Look for "impl" in every line of the listing. Copy the lines that have it.
= Beginning of Section =
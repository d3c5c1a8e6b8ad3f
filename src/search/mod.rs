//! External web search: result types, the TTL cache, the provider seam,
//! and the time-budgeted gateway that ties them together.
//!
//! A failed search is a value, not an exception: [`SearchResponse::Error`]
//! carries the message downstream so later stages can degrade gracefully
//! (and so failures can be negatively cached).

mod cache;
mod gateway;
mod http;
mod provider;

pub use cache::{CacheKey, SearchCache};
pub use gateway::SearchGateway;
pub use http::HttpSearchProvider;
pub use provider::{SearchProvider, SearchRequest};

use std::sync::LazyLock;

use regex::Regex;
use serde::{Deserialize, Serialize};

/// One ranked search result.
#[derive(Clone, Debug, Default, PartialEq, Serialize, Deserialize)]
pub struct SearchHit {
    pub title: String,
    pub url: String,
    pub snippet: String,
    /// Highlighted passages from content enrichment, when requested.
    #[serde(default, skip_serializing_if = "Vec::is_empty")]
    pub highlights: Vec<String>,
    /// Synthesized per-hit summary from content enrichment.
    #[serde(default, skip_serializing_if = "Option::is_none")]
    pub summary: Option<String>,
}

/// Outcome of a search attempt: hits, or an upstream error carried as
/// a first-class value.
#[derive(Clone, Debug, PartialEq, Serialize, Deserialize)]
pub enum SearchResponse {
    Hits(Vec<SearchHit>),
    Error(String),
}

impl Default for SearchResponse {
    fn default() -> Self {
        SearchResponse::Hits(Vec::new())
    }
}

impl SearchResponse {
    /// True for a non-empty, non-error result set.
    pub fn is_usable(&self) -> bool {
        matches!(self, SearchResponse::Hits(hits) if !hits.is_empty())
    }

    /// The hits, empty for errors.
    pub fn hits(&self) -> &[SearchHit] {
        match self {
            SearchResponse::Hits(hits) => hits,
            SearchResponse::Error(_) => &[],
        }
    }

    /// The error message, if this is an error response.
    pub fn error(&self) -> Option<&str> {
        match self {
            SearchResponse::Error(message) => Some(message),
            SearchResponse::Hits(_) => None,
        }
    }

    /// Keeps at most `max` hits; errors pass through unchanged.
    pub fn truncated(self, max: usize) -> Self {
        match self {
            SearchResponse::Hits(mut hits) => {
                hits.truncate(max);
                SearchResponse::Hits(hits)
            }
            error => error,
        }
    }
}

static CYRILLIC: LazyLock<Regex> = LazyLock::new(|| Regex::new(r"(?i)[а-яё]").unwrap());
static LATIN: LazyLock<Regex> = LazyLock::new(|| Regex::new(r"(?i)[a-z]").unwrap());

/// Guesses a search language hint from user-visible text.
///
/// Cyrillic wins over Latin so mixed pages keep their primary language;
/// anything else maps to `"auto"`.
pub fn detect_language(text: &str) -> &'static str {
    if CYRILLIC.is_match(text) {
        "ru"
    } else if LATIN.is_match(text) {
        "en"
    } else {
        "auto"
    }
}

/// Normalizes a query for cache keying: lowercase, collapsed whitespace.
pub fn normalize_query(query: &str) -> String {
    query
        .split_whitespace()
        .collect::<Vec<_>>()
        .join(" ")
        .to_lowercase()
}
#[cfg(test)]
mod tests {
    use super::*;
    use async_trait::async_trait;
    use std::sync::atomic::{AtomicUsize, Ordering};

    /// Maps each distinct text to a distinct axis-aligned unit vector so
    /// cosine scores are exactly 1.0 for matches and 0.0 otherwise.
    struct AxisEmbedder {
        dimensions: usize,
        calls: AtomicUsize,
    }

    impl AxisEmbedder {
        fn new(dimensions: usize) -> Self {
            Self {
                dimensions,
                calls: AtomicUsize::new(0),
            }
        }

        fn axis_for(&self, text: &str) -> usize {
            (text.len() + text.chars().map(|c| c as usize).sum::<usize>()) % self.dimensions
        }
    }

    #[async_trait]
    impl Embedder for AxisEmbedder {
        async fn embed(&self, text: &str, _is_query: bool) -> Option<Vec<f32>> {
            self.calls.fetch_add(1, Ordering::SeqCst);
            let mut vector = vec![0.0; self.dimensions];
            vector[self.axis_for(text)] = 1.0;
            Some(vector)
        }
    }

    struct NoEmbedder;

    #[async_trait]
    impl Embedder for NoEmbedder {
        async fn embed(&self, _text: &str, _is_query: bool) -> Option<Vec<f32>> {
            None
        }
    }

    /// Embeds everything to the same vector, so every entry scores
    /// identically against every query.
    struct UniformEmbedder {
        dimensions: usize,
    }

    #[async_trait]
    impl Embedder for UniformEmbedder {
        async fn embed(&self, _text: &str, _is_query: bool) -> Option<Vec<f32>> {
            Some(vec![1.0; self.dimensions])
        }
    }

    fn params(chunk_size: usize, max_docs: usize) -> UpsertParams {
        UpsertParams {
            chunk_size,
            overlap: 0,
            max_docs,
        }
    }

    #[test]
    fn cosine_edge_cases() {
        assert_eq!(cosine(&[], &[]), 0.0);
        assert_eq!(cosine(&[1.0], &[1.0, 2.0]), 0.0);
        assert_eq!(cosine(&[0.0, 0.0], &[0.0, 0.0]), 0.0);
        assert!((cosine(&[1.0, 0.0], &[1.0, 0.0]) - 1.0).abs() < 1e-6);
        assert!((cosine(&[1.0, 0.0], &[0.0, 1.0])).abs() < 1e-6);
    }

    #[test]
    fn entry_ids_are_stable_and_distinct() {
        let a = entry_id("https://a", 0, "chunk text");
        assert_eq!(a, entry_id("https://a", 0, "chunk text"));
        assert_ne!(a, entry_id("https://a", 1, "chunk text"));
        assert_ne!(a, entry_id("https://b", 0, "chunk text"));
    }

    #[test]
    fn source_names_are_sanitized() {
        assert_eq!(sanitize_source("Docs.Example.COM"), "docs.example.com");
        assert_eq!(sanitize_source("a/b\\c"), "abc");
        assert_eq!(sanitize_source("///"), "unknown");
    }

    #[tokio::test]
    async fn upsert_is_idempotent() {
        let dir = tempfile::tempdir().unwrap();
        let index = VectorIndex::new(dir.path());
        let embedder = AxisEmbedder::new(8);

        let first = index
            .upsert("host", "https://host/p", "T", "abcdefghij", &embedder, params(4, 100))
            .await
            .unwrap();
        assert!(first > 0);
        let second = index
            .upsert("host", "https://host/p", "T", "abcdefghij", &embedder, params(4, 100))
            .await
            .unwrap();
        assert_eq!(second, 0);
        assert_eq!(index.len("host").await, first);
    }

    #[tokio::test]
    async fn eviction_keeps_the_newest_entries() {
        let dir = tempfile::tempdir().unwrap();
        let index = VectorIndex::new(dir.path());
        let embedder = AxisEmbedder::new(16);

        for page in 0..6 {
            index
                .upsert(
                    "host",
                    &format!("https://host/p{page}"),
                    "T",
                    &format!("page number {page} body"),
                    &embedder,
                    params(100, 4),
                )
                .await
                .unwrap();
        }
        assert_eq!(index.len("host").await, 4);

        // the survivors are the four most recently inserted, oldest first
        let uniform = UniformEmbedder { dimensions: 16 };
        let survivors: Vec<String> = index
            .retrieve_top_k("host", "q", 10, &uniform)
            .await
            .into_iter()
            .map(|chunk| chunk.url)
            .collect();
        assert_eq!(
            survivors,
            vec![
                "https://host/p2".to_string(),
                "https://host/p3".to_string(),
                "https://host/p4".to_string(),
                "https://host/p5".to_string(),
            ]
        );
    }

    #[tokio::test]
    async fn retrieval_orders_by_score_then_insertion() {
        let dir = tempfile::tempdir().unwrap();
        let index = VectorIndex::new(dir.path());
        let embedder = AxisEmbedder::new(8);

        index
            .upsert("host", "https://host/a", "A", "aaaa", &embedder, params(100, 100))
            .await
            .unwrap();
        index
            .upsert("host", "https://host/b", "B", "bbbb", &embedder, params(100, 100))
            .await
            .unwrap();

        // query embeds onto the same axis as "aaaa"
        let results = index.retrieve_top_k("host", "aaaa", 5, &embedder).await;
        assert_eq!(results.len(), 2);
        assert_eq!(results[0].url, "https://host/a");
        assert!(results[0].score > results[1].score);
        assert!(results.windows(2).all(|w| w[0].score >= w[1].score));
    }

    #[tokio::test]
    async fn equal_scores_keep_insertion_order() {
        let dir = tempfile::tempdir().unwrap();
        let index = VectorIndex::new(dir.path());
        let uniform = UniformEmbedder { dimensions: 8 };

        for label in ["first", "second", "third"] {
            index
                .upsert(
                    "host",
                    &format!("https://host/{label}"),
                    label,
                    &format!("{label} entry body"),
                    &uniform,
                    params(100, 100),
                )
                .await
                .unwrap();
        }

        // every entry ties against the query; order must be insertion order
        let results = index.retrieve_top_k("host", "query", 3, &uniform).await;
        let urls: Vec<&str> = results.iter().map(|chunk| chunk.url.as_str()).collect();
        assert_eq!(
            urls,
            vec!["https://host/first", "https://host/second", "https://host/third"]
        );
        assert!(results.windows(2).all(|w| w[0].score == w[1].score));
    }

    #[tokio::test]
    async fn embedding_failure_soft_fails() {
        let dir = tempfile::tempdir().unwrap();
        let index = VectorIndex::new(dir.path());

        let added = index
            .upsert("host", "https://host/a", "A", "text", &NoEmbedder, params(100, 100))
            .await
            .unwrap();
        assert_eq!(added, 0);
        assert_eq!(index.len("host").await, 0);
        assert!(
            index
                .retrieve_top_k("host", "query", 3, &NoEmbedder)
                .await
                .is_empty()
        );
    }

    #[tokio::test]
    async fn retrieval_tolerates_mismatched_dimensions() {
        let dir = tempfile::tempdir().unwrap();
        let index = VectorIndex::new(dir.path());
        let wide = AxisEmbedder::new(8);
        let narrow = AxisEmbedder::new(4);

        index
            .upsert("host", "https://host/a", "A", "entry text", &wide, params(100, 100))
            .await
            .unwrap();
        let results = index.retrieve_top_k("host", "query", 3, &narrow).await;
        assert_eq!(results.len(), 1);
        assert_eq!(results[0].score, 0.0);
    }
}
= End of Section =
◆ Result below ◆
impl Default for SearchResponse {
impl SearchResponse {
    impl AxisEmbedder {
    impl Embedder for AxisEmbedder {
    impl Embedder for NoEmbedder {
    impl Embedder for UniformEmbedder {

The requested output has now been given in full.